Can you teach yourself piano? The answer is yes but just like any self-administered product, results may vary.
What you need to know to teach yourself piano
It depends on a few factors. The most important indicator is already having a music background. If you know the fundamentals of music theory on another instrument, then teaching yourself piano is primarily a technical pursuit. However, when it comes to musical instruments, piano allows for the widest range of possibilities and so it demands a thorough understanding of theory.
A full spectrum of melodic, harmonic and rhythmic theory is readily accessible on the keyboard. For this reason, piano is often taught in schools to all music majors, regardless of instrument.
For example, if your primary instrument is saxophone, you may find the piano—with all its intriguing potentialities—daunting to absorb on your own. Until you’ve sat down and learned from an “in real life” pianist, it is much more difficult to transpose theoretical knowledge and skill from another instrument onto the keyboard.
Questions to ask yourself before you attempt to teach yourself piano
Another factor to consider is whether you judge yourself as sufficiently self-motivated and self-critical.
- Will you commit to seeking knowledge on your own and work to achieve results on the piano from it?
- Do you have realistic goals in mind by teaching yourself, and if so, what habits are you forming to reach them?
- If you have these goals laid out, do you know if you are pursuing them in the most effective way?
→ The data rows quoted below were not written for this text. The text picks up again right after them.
//! Solcast rooftop sites API client.
//!
//! Endpoints:
//! - `GET /rooftop_sites` for site metadata
//! - `GET /rooftop_sites/{id}/forecasts` for the forward forecast
//! - `GET /rooftop_sites/{id}/estimated_actuals` for recent history
//!
//! Every request carries `format=json` and `api_key`. The key never reaches
//! logs or error messages unredacted.

use std::time::Duration;

use chrono::{DateTime, Utc};
use reqwest::{Client, StatusCode, Url};
use serde::Deserialize;

use crate::core::http::{build_client, get_text};
use crate::core::models::{ApiKey, ForecastRecord, Site};
use crate::core::provider::ForecastProvider;
use crate::error::{PvcastError, Result};
use crate::util::format::redact_in;
use crate::util::time::PERIOD;

/// Production API base.
pub const DEFAULT_BASE_URL: &str = "https://api.solcast.com.au";

// =============================================================================
// Response Types
// =============================================================================

#[derive(Debug, Deserialize)]
struct SitesResponse {
    #[serde(default)]
    sites: Vec<SiteDto>,
}

#[derive(Debug, Deserialize)]
struct SiteDto {
    resource_id: String,
    #[serde(default)]
    name: Option<String>,
    capacity: f64,
    #[serde(default)]
    capacity_dc: Option<f64>,
    #[serde(default)]
    azimuth: f64,
    #[serde(default)]
    tilt: f64,
    latitude: f64,
    longitude: f64,
    #[serde(default)]
    install_date: Option<String>,
    #[serde(default)]
    loss_factor: Option<f64>,
}

impl SiteDto {
    fn into_site(self, key: &ApiKey) -> Site {
        Site {
            name: self.name.unwrap_or_else(|| self.resource_id.clone()),
            resource_id: self.resource_id,
            capacity: self.capacity,
            capacity_dc: self.capacity_dc,
            azimuth: self.azimuth,
            tilt: self.tilt,
            latitude: self.latitude,
            longitude: self.longitude,
            install_date: self.install_date,
            loss_factor: self.loss_factor,
            key_fingerprint: key.fingerprint(),
            excluded: false,
            stale: false,
            acknowledged_azimuth: None,
        }
    }
}

#[derive(Debug, Deserialize)]
struct ForecastsResponse {
    forecasts: Vec<PeriodDto>,
}

#[derive(Debug, Deserialize)]
struct ActualsResponse {
    estimated_actuals: Vec<PeriodDto>,
}

#[derive(Debug, Deserialize)]
struct PeriodDto {
    period_end: DateTime<Utc>,
    pv_estimate: f64,
    #[serde(default)]
    pv_estimate10: Option<f64>,
    #[serde(default)]
    pv_estimate90: Option<f64>,
}

fn to_records(periods: Vec<PeriodDto>, actuals: bool) -> Result<Vec<ForecastRecord>> {
    let mut records = periods
        .into_iter()
        .map(|p| {
            let record = if actuals {
                ForecastRecord::new(p.period_end - PERIOD, p.pv_estimate, p.pv_estimate, p.pv_estimate)
            } else {
                ForecastRecord::new(
                    p.period_end - PERIOD,
                    p.pv_estimate,
                    p.pv_estimate10.unwrap_or(p.pv_estimate),
                    p.pv_estimate90.unwrap_or(p.pv_estimate),
                )
            };
            if record.is_well_formed() {
                Ok(record)
            } else {
                Err(PvcastError::ParseResponse(format!(
                    "malformed period ending {}",
                    p.period_end
                )))
            }
        })
        .collect::<Result<Vec<_>>>()?;
    records.sort_by_key(|r| r.period_start);
    records.dedup_by_key(|r| r.period_start);
    Ok(records)
}

// =============================================================================
// Client
// =============================================================================

/// HTTP client for the Solcast API.
#[derive(Debug, Clone)]
pub struct SolcastClient {
    client: Client,
    base_url: String,
    timeout: Duration,
}

impl SolcastClient {
    /// Create a client for `base_url` with a per-request timeout.
    ///
    /// # Errors
    ///
    /// Returns error if the base URL is invalid or the client cannot be built.
    pub fn new(base_url: &str, timeout: Duration) -> Result<Self> {
        Url::parse(base_url).map_err(|e| PvcastError::ConfigInvalid {
            key: "provider.base_url".to_string(),
            message: e.to_string(),
        })?;
        Ok(Self {
            client: build_client(timeout)?,
            base_url: base_url.trim_end_matches('/').to_string(),
            timeout,
        })
    }

    fn url(&self, path: &str, key: &ApiKey, extra: &[(&str, String)]) -> Result<Url> {
        let mut params: Vec<(&str, String)> = vec![
            ("format", "json".to_string()),
            ("api_key", key.expose().to_string()),
        ];
        params.extend(extra.iter().cloned());
        Url::parse_with_params(&format!("{}/{path}", self.base_url), &params)
            .map_err(|e| PvcastError::Config(format!("invalid request URL: {e}")))
    }

    async fn get(&self, url: Url, key: &ApiKey, target: &str, site: Option<&str>) -> Result<String> {
        let (status, body) = get_text(&self.client, url, target, self.timeout).await?;
        if status == StatusCode::OK {
            return Ok(body);
        }
        let err = map_status(status, key, site, &redact_in(&body, key.expose()));
        tracing::debug!(
            key = %key,
            status = status.as_u16(),
            target,
            "Provider returned error status"
        );
        Err(err)
    }
}

/// Map a non-200 status to a typed error.
fn map_status(status: StatusCode, key: &ApiKey, site: Option<&str>, body: &str) -> PvcastError {
    let site_label = || site.unwrap_or("unknown").to_string();
    match status.as_u16() {
        400 => PvcastError::SiteMissingCapacity { site: site_label() },
        401 | 403 => PvcastError::AuthFailed { key: key.redacted() },
        404 => PvcastError::SiteNotFound { site: site_label() },
        429 => PvcastError::ProviderBusy { key: key.redacted() },
        code => PvcastError::ProviderApi {
            status: code,
            message: body.chars().take(200).collect(),
        },
    }
}

impl ForecastProvider for SolcastClient {
    async fn rooftop_sites(&self, key: &ApiKey) -> Result<Vec<Site>> {
        tracing::debug!(key = %key, "Fetching rooftop sites");
        let url = self.url("rooftop_sites", key, &[])?;
        let body = self.get(url, key, "rooftop_sites", None).await?;
        let response: SitesResponse =
            serde_json::from_str(&body).map_err(|e| PvcastError::ParseResponse(e.to_string()))?;

        if response.sites.is_empty() {
            return Err(PvcastError::NoSites { key: key.redacted() });
        }

        let sites: Vec<Site> = response.sites.into_iter().map(|s| s.into_site(key)).collect();
        tracing::info!(key = %key, count = sites.len(), "Rooftop sites retrieved");
        Ok(sites)
    }

    async fn forecasts(&self, key: &ApiKey, site: &str, hours: u32) -> Result<Vec<ForecastRecord>> {
        tracing::debug!(key = %key, site, hours, "Fetching forecasts");
        let url = self.url(
            &format!("rooftop_sites/{site}/forecasts"),
            key,
            &[("hours", hours.to_string())],
        )?;
        let body = self.get(url, key, site, Some(site)).await?;
        let response: ForecastsResponse =
            serde_json::from_str(&body).map_err(|e| PvcastError::ParseResponse(e.to_string()))?;
        to_records(response.forecasts, false)
    }

    async fn estimated_actuals(&self, key: &ApiKey, site: &str, hours: u32) -> Result<Vec<ForecastRecord>> {
        tracing::debug!(key = %key, site, hours, "Fetching estimated actuals");
        let url = self.url(
            &format!("rooftop_sites/{site}/estimated_actuals"),
            key,
            &[("hours", hours.to_string())],
        )?;
        let body = self.get(url, key, site, Some(site)).await?;
        let response: ActualsResponse =
            serde_json::from_str(&body).map_err(|e| PvcastError::ParseResponse(e.to_string()))?;
        to_records(response.estimated_actuals, true)
    }
}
- In being your own teacher, can you be humble and perceptive enough to see your flaws and work to correct them?
- Do you have other musicians who can analyze and honestly criticize your playing out of a desire to help you develop as a pianist?
If you answered yes to all of these, then by all means teach yourself piano!
Why you might burn out trying to teach yourself piano
For the most part, people will burn out on learning piano on their own by hitting a knowledge or technical plateau. Many will not understand how to progress because while they may have specific goals they lack a concrete way to achieve them. That being said, you can be the most motivated person alive, but you may be creating unnecessary obstacles and developing bad habits without personalized lessons guiding you.
Perhaps you don’t want a teacher because you desire freedom or unfettered creativity in your playing. This is a perfectly understandable concern but mostly unfounded. Popular culture has portrayed teachers (music teachers especially [see Whiplash, 2014 film]) with a predisposed affect of pedantry or snobbery. The best teacher will find what works best for you and help to develop your creativity beyond what you may have thought was possible. No teacher should try to put you into a box but rather see you as you are and unlock your potential.
All in all, I would argue that the assorted and complex cons of teaching yourself piano outweigh the pros of the time-tested, well-trod path of seeking a teacher. If you’re reading this and you’ve been teaching yourself piano for awhile now ask yourself how far you may have gotten with professional guidance thus far. If you’re considering lessons but not sold on them just yet, I encourage you to try teaching yourself for a bit. If you’re so inclined, maybe even buy that app that keeps popping up in those advertisements and just see how it all works out for you.
Everyone is different in his or her approach and some may feel they do not need supplemental support or instruction. But, know that there will always be physical, individualized guidance available for those who are ready to learn from others who were once in their position.